#### RECORDS FOR THE TASK
//! `credvault rotate-key` — re-encrypt the credential file under a new keyfile.
//!
//! The file is opened with the current master key and written back
//! sealed with the new one.  `keyfile` in `credvault.toml` is then
//! pointed at the new keyfile.  The old keyfile is left in place.

use std::path::PathBuf;
use std::sync::Arc;

use crate::audit::{Action, Event};
use crate::cli::output;
use crate::cli::{app_root, open_store, record, Cli};
use crate::config::Settings;
use crate::crypto::keyfile::generate_keyfile;
use crate::crypto::keys::{EnvKeySource, KeyfileSource};
use crate::errors::{CredVaultError, Result};

/// Execute the `rotate-key` command.
pub fn execute(cli: &Cli, new_keyfile: &str) -> Result<()> {
    let root = app_root(cli)?;
    let (settings, store) = open_store(cli)?;

    let new_path = PathBuf::from(new_keyfile);
    let new_path = if new_path.is_absolute() {
        new_path
    } else {
        std::env::current_dir()?.join(new_path)
    };

    if new_path == settings.keyfile_path(&root) {
        return Err(CredVaultError::CommandFailed(format!(
            "{} is already the configured keyfile",
            new_path.display()
        )));
    }

    if new_path.exists() {
        output::info(&format!("Using existing keyfile at {}", new_path.display()));
    } else {
        generate_keyfile(&new_path)?;
        output::success(&format!("Keyfile generated at {}", new_path.display()));
    }

    store.rotate_key(Arc::new(KeyfileSource::new(&new_path)))?;
    let count = store.view(|users| users.len())?;
    record(
        &store,
        &Event::new(Action::RotateKey, None, count)
            .with_note(Some(format!("keyfile {}", new_path.display()))),
    );
    output::success(&format!("Credential file re-encrypted ({count} users)"));

    // The file is already sealed with the new key; from here on a
    // failure only leaves the config stale.
    if let Err(e) = Settings::store_keyfile(&root, &new_path) {
        output::warning(&format!(
            "could not update {}: {e}. Set `keyfile = \"{}\"` there by hand.",
            Settings::FILE_NAME,
            new_path.display()
        ));
        return Err(e);
    }
    output::success(&format!(
        "{} now points at {}",
        Settings::FILE_NAME,
        new_path.display()
    ));

    if EnvKeySource::new(EnvKeySource::DEFAULT_VAR).is_present() {
        output::warning(&format!(
            "{} is set and takes precedence over the keyfile; unset it before the next command.",
            EnvKeySource::DEFAULT_VAR
        ));
    }
    output::tip("Keep the old keyfile until you have a backup sealed with the new one.");

    Ok(())
}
########
#### BRIEF:
Exactly as they stand, please print the lines from the first line of the records above down to the line that includes "let new_path = if", both of those included and no others.

#### WRITTEN ANSWER:
//! `credvault rotate-key` — re-encrypt the credential file under a new keyfile.
//!
//! The file is opened with the current master key and written back
//! sealed with the new one.  `keyfile` in `credvault.toml` is then
//! pointed at the new keyfile.  The old keyfile is left in place.

use std::path::PathBuf;
use std::sync::Arc;

use crate::audit::{Action, Event};
use crate::cli::output;
use crate::cli::{app_root, open_store, record, Cli};
use crate::config::Settings;
use crate::crypto::keyfile::generate_keyfile;
use crate::crypto::keys::{EnvKeySource, KeyfileSource};
use crate::errors::{CredVaultError, Result};

/// Execute the `rotate-key` command.
pub fn execute(cli: &Cli, new_keyfile: &str) -> Result<()> {
    let root = app_root(cli)?;
    let (settings, store) = open_store(cli)?;

    let new_path = PathBuf::from(new_keyfile);
    let new_path = if new_path.is_absolute() {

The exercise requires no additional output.